Aretha reste chez Atlantic pendant une décennie, connaissant un succès inégal. Les goûts et les modes musicaux changent rapidement, et le triomphe de la disco ne lui est pas favorable. Ses solides racines religieuses et civiles ne s'accordent pas avec les ambiances de discothèque qui commencent à dominer et que le marché impose. Sa production paraît confuse, mais elle inclut quelques perles, comme Young Gifted and Black de Nina Simone, devenu un hymne de la fierté noire, et des retours périodiques au gospel, comme l'album Amazing Grace qui la ramène à sa musique d'origine. Le triomphe définitif arrive en 1980 avec le film The Blues Brothers de John Landis, où Aretha joue un petit rôle marquant en chantant Think! de 1968. Le film, dans lequel apparaissent d'autres grands musiciens, tant dans le groupe des frères Blues que parmi les seconds rôles, devient légendaire. Aretha, dont la chanson est un hymne à la liberté, ne joue pas un rôle particulièrement brillant : elle incarne l'épouse du guitariste Matt "Guitar" Murphy, cherchant à l'empêcher de rejoindre le groupe et voulant qu'il reste pour gérer leur rôtisserie : une image pédante et conservatrice, même si son interprétation est merveilleuse.

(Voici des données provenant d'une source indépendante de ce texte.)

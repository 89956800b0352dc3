//! Instruction construction errors.

use thiserror::Error;

use crate::{Code, OpTemplate};

/// Error building or modifying an [`crate::Instruction`].
#[derive(Debug, Error, Clone, PartialEq, Eq)]
pub enum IsaError {
    #[error("{code:?} takes {expected} operand(s), got {actual}")]
    OperandCount {
        code: Code,
        expected: usize,
        actual: usize,
    },

    #[error("operand {index} of {code:?} must be {template:?}")]
    OperandMismatch {
        code: Code,
        index: usize,
        template: OpTemplate,
    },

    #[error("immediate 0x{value:X} does not fit operand {index} of {code:?}")]
    ImmediateOutOfRange { code: Code, index: usize, value: i128 },

    #[error("invalid declared data length {len} for {code:?}")]
    DeclareDataLength { code: Code, len: usize },

    #[error("{0:?} is not a data declaration")]
    NotDeclareData(Code),

    #[error("{0:?} is not a segment register")]
    NotSegmentRegister(crate::Register),

    #[error("{0:?} is not an opmask register (k1-k7)")]
    NotOpMask(crate::Register),

    #[error("{0:?} has no broadcast form")]
    NoBroadcast(Code),

    #[error("invalid code {0}")]
    InvalidCode(u16),

    #[error("invalid code size {0}")]
    InvalidCodeSize(u32),
}
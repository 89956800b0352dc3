//! Rule helpers shared by the NASM, MASM and GAS tables.

use x86fmt_isa::{Instruction, OpKind, Register, RoundingControl};

use crate::FormatterOptions;
use crate::op_info::{InstrOpKind, OP_ACCESS_READ, OperandInfo, flags, op_size_flag};

pub(crate) fn cc_mnemonic<'a>(options: &FormatterOptions, cc: u32, mnemonics: &'a [String]) -> &'a str {
    let index = options.cc_by_index(cc);
    mnemonics
        .get(index)
        .or_else(|| mnemonics.first())
        .map_or("", String::as_str)
}

/// Address size flags of an implicit string operand.
pub(crate) const fn string_addr_flags(kind: OpKind) -> u32 {
    match kind.string_address_size() {
        16 => flags::ADDR_SIZE16,
        32 => flags::ADDR_SIZE32,
        64 => flags::ADDR_SIZE64,
        _ => 0,
    }
}

/// Operand size flag when an explicit code size disagrees with the form's.
pub(crate) const fn mismatch_op_size(instr_bitness: u32, bitness: u32) -> u32 {
    if instr_bitness != 0 && instr_bitness != bitness {
        op_size_flag(bitness)
    } else {
        0
    }
}

pub(crate) fn has_memory_op01(instruction: &Instruction) -> bool {
    OperandInfo::has_memory_operand(instruction, 2)
}

/// Whether a memory operand in a form of width `bitness` needs an explicit
/// operand size.
pub(crate) const fn mem_needs_op_size(instr_bitness: u32, bitness: u32) -> bool {
    !(instr_bitness == 0
        || (instr_bitness != 64 && instr_bitness == bitness)
        || (instr_bitness == 64 && bitness == 32))
}

pub(crate) fn can_show_rounding_control(instruction: &Instruction, options: &FormatterOptions) -> bool {
    !instruction.code().ignores_rounding_control() || options.show_useless_prefixes
}

pub(crate) const fn rounding_control_kind(rc: RoundingControl) -> Option<InstrOpKind> {
    match rc {
        RoundingControl::None => None,
        RoundingControl::RoundToNearest => Some(InstrOpKind::RnSae),
        RoundingControl::RoundDown => Some(InstrOpKind::RdSae),
        RoundingControl::RoundUp => Some(InstrOpKind::RuSae),
        RoundingControl::RoundTowardZero => Some(InstrOpKind::RzSae),
    }
}

/// Declare data: every element is an operand read by the directive.
pub(crate) fn declare_data_info<'a>(mnemonic: &'a str, instruction: &Instruction, flags: u32) -> OperandInfo<'a> {
    let kind = match instruction.code().declare_data_element_size() {
        1 => InstrOpKind::DeclareByte,
        2 => InstrOpKind::DeclareWord,
        4 => InstrOpKind::DeclareDword,
        _ => InstrOpKind::DeclareQword,
    };
    let mut info = OperandInfo::empty(mnemonic, flags | flags::MNEMONIC_IS_DIRECTIVE);
    info.op_count = u8::try_from(instruction.declare_data_len()).unwrap_or(0);
    for slot in 0..info.kinds.len() {
        info.set(slot, kind, Register::None, OP_ACCESS_READ);
    }
    info
}

/// Branch hint and `bnd` flags of a conditional jump.
pub(crate) fn branch_hint_flags(instruction: &Instruction) -> u32 {
    let mut flags = match instruction.segment_prefix() {
        Register::CS => flags::JCC_NOT_TAKEN,
        Register::DS => flags::JCC_TAKEN,
        _ => 0,
    };
    if instruction.has_repne_prefix() {
        flags |= flags::BND_PREFIX;
    }
    flags
}

#[cfg(test)]
mod tests {
    use x86fmt_isa::{Code, Operand};

    use super::*;

    #[test]
    fn test_operand_size_rules() {
        assert_eq!(mismatch_op_size(0, 16), 0);
        assert_eq!(mismatch_op_size(64, 64), 0);
        assert_eq!(mismatch_op_size(64, 16), flags::OP_SIZE16);
        assert!(!mem_needs_op_size(0, 16));
        assert!(!mem_needs_op_size(32, 32));
        assert!(!mem_needs_op_size(64, 32));
        assert!(mem_needs_op_size(64, 64));
        assert!(mem_needs_op_size(16, 32));
    }

    #[test]
    fn test_branch_hints() {
        let mut instr = Instruction::with_operands(Code::Je_rel8_64, &[Operand::Branch(0x10)]).unwrap();
        assert_eq!(branch_hint_flags(&instr), 0);
        instr.set_segment_prefix(Register::DS).unwrap();
        instr.set_repne_prefix(true);
        assert_eq!(branch_hint_flags(&instr), flags::JCC_TAKEN | flags::BND_PREFIX);
        instr.set_segment_prefix(Register::CS).unwrap();
        assert_eq!(branch_hint_flags(&instr) & flags::JCC_NOT_TAKEN, flags::JCC_NOT_TAKEN);
    }

    #[test]
    fn test_declare_data_operands() {
        let instr = Instruction::with_declare_data(Code::DeclareWord, &[1, 0, 2, 0, 3, 0]).unwrap();
        let info = declare_data_info("dw", &instr, 0);
        assert_eq!(info.op_count(), 3);
        assert_eq!(info.op_kind(2), InstrOpKind::DeclareWord);
        assert_eq!(info.flags() & flags::MNEMONIC_IS_DIRECTIVE, flags::MNEMONIC_IS_DIRECTIVE);
    }
}
//! Styled terminal output.
//!
//! Formatted instructions go to stdout, colored by the text kind the
//! formatter tagged each piece with. Status messages go to stderr.

use console::{StyledObject, style};
use x86fmt::{FormattedLine, FormatterTextKind};

use crate::cli::ColorArg;

/// Apply the `--color` choice to both streams.
pub fn set_color(color: ColorArg) {
    match color {
        ColorArg::Auto => {}
        ColorArg::Always => {
            console::set_colors_enabled(true);
            console::set_colors_enabled_stderr(true);
        }
        ColorArg::Never => {
            console::set_colors_enabled(false);
            console::set_colors_enabled_stderr(false);
        }
    }
}

fn styled(text: &str, kind: FormatterTextKind) -> StyledObject<&str> {
    let text = style(text);
    match kind {
        FormatterTextKind::Mnemonic => text.cyan().bold(),
        FormatterTextKind::Prefix | FormatterTextKind::Directive => text.magenta(),
        FormatterTextKind::Keyword => text.blue(),
        FormatterTextKind::Register => text.green(),
        FormatterTextKind::Number | FormatterTextKind::SelectorValue => text.yellow(),
        FormatterTextKind::Decorator => text.magenta().dim(),
        FormatterTextKind::LabelAddress | FormatterTextKind::FunctionAddress => text.yellow().underlined(),
        FormatterTextKind::Label | FormatterTextKind::Function | FormatterTextKind::Data => text.white().bold(),
        FormatterTextKind::Operator | FormatterTextKind::Punctuation | FormatterTextKind::Text => text,
    }
}

/// Render a formatted line with per-kind colors.
pub fn render_line(line: &FormattedLine) -> String {
    line.parts
        .iter()
        .map(|(text, kind)| styled(text, *kind).to_string())
        .collect()
}

/// Print a formatted line to stdout, optionally prefixed with its line number.
pub fn print_line(line: &FormattedLine, line_numbers: bool) {
    if line_numbers {
        println!("{} {}", style(format!("{:>5}", line.line)).dim(), render_line(line));
    } else {
        println!("{}", render_line(line));
    }
}

// ============================================================================
// Styled output helpers
// ============================================================================

/// Print an error message to stderr.
pub fn error(message: &str) {
    eprintln!("{} {}", style("✗").red().bold(), message);
}

/// Print a warning message to stderr.
pub fn warning(message: &str) {
    eprintln!("{} {}", style("!").yellow().bold(), message);
}

#[cfg(test)]
mod tests {
    use super::*;

    #[test]
    fn test_render_line_plain() {
        console::set_colors_enabled(false);
        let line = FormattedLine {
            line: 3,
            parts: vec![
                ("mov".to_string(), FormatterTextKind::Mnemonic),
                (" ".to_string(), FormatterTextKind::Text),
                ("eax".to_string(), FormatterTextKind::Register),
                (",".to_string(), FormatterTextKind::Punctuation),
                ("1".to_string(), FormatterTextKind::Number),
            ],
        };
        assert_eq!(render_line(&line), "mov eax,1");
    }
}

Désormais célèbre dans le monde entier, Aretha Franklin continue d'enregistrer des disques, en se concentrant sur la musique qui correspond le mieux à sa personnalité et en réalisant des duos souvent surprenants, comme ceux avec Whitney Houston et Elton John. Il y a aussi des performances pour le moins surprenantes, comme son interprétation de Nessun dorma de Turandot de Giacomo Puccini aux Grammy Awards de 1998, en remplacement de Luciano Pavarotti malade : une pièce qui ne lui est pas adaptée, mais qu'elle chante néanmoins en y insufflant son style blues. Le nouveau siècle révèle une Aretha Franklin diva agitée, ses apparitions sur scène deviennent plus rares – en partie à cause de sa peur de voyager en avion – et ses disques paraissent aussi moins fréquemment. En 2014, David Ritz, écrivain américain spécialisé en biographies, publie Respect, une version révisée et corrigée de From These Roots, la biographie officielle d'Aretha écrite avec elle en 1999 ; la nouvelle version est, semble-t-il, plus complète et honnête quant à des aspects personnels autrefois censurés par la chanteuse.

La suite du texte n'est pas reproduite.